→ Dataset entries:

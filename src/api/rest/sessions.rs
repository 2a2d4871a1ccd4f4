//! Scrub session endpoints
//!
//! Each transition returns the resulting frame and also publishes it to the
//! session's SSE stream.

use std::sync::Arc;

use axum::{
    extract::{Path, State},
    http::StatusCode,
    Json,
};
use serde::Deserialize;
use tracing::debug;

use super::{ApiResponse, ApiResult};
use crate::api::state::AppState;
use crate::error::TimelineError;
use crate::session::Frame;
use crate::utils::current_timestamp_ms;

#[derive(Debug, Deserialize)]
#[serde(rename_all = "camelCase")]
pub struct CreateSessionRequest {
    pub workspace_id: String,
    /// Window end; defaults to now
    pub end_timestamp: Option<i64>,
    /// Timestamps to pin as scrub markers
    #[serde(default)]
    pub markers: Vec<i64>,
}

/// POST /api/sessions - Mount a scrub session
pub async fn create_session(
    State(state): State<Arc<AppState>>,
    Json(request): Json<CreateSessionRequest>,
) -> Result<(StatusCode, Json<ApiResponse<Frame>>), TimelineError> {
    let end = request.end_timestamp.unwrap_or_else(current_timestamp_ms);
    let frame = state
        .sessions
        .create(&request.workspace_id, end, request.markers)
        .await?;
    Ok((
        StatusCode::CREATED,
        Json(ApiResponse::new(frame, state.current_sequence_id())),
    ))
}

/// GET /api/sessions/:sid - Current frame
pub async fn get_session(
    State(state): State<Arc<AppState>>,
    Path(session_id): Path<String>,
) -> ApiResult<Frame> {
    let frame = state.sessions.frame(&session_id)?;
    Ok(Json(ApiResponse::new(frame, state.current_sequence_id())))
}

/// DELETE /api/sessions/:sid - Unmount
pub async fn delete_session(
    State(state): State<Arc<AppState>>,
    Path(session_id): Path<String>,
) -> Result<StatusCode, TimelineError> {
    state.sessions.close(&session_id)?;
    Ok(StatusCode::NO_CONTENT)
}

/// Pointer position on the 0–100 scale
#[derive(Debug, Deserialize)]
pub struct ScrubRequest {
    pub value: f64,
}

fn respond(state: &AppState, frame: Frame) -> ApiResult<Frame> {
    debug!(
        session = %frame.session_id,
        value = frame.state.value,
        k = frame.k,
        "scrub transition"
    );
    Ok(Json(ApiResponse::new(frame, state.current_sequence_id())))
}

/// POST /api/sessions/:sid/drag-start
pub async fn drag_start(
    State(state): State<Arc<AppState>>,
    Path(session_id): Path<String>,
    Json(request): Json<ScrubRequest>,
) -> ApiResult<Frame> {
    let frame = state.sessions.drag_start(&session_id, request.value)?;
    respond(&state, frame)
}

/// POST /api/sessions/:sid/drag-move
pub async fn drag_move(
    State(state): State<Arc<AppState>>,
    Path(session_id): Path<String>,
    Json(request): Json<ScrubRequest>,
) -> ApiResult<Frame> {
    let frame = state.sessions.drag_move(&session_id, request.value)?;
    respond(&state, frame)
}

/// POST /api/sessions/:sid/drag-end
pub async fn drag_end(
    State(state): State<Arc<AppState>>,
    Path(session_id): Path<String>,
    Json(request): Json<ScrubRequest>,
) -> ApiResult<Frame> {
    let frame = state.sessions.drag_end(&session_id, request.value)?;
    respond(&state, frame)
}

/// POST /api/sessions/:sid/seek - Jump without drag semantics
pub async fn seek(
    State(state): State<Arc<AppState>>,
    Path(session_id): Path<String>,
    Json(request): Json<ScrubRequest>,
) -> ApiResult<Frame> {
    let frame = state.sessions.seek(&session_id, request.value)?;
    respond(&state, frame)
}

#[derive(Debug, Deserialize)]
pub struct AutoplayRequest {
    pub enabled: bool,
}

/// POST /api/sessions/:sid/autoplay
pub async fn set_autoplay(
    State(state): State<Arc<AppState>>,
    Path(session_id): Path<String>,
    Json(request): Json<AutoplayRequest>,
) -> ApiResult<Frame> {
    let frame = state.sessions.set_autoplay(&session_id, request.enabled)?;
    respond(&state, frame)
}

#[derive(Debug, Deserialize)]
#[serde(rename_all = "camelCase")]
pub struct SelectFileRequest {
    pub file_path: String,
}

/// POST /api/sessions/:sid/file - Switch the designated file
pub async fn select_file(
    State(state): State<Arc<AppState>>,
    Path(session_id): Path<String>,
    Json(request): Json<SelectFileRequest>,
) -> ApiResult<Frame> {
    let frame = state.sessions.set_file(&session_id, &request.file_path).await?;
    respond(&state, frame)
}

#[derive(Debug, Deserialize)]
#[serde(rename_all = "camelCase")]
pub struct SetEndRequest {
    pub end_timestamp: i64,
}

/// POST /api/sessions/:sid/end - Move the window end and refetch
pub async fn set_end(
    State(state): State<Arc<AppState>>,
    Path(session_id): Path<String>,
    Json(request): Json<SetEndRequest>,
) -> ApiResult<Frame> {
    let frame = state
        .sessions
        .set_end_timestamp(&session_id, request.end_timestamp)
        .await?;
    respond(&state, frame)
}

→ ASSIGNED TASK:
Look through the data above for lines holding the word "SetEndRequest". State how many there are and nothing else.

→ WRITTEN ANSWER:
2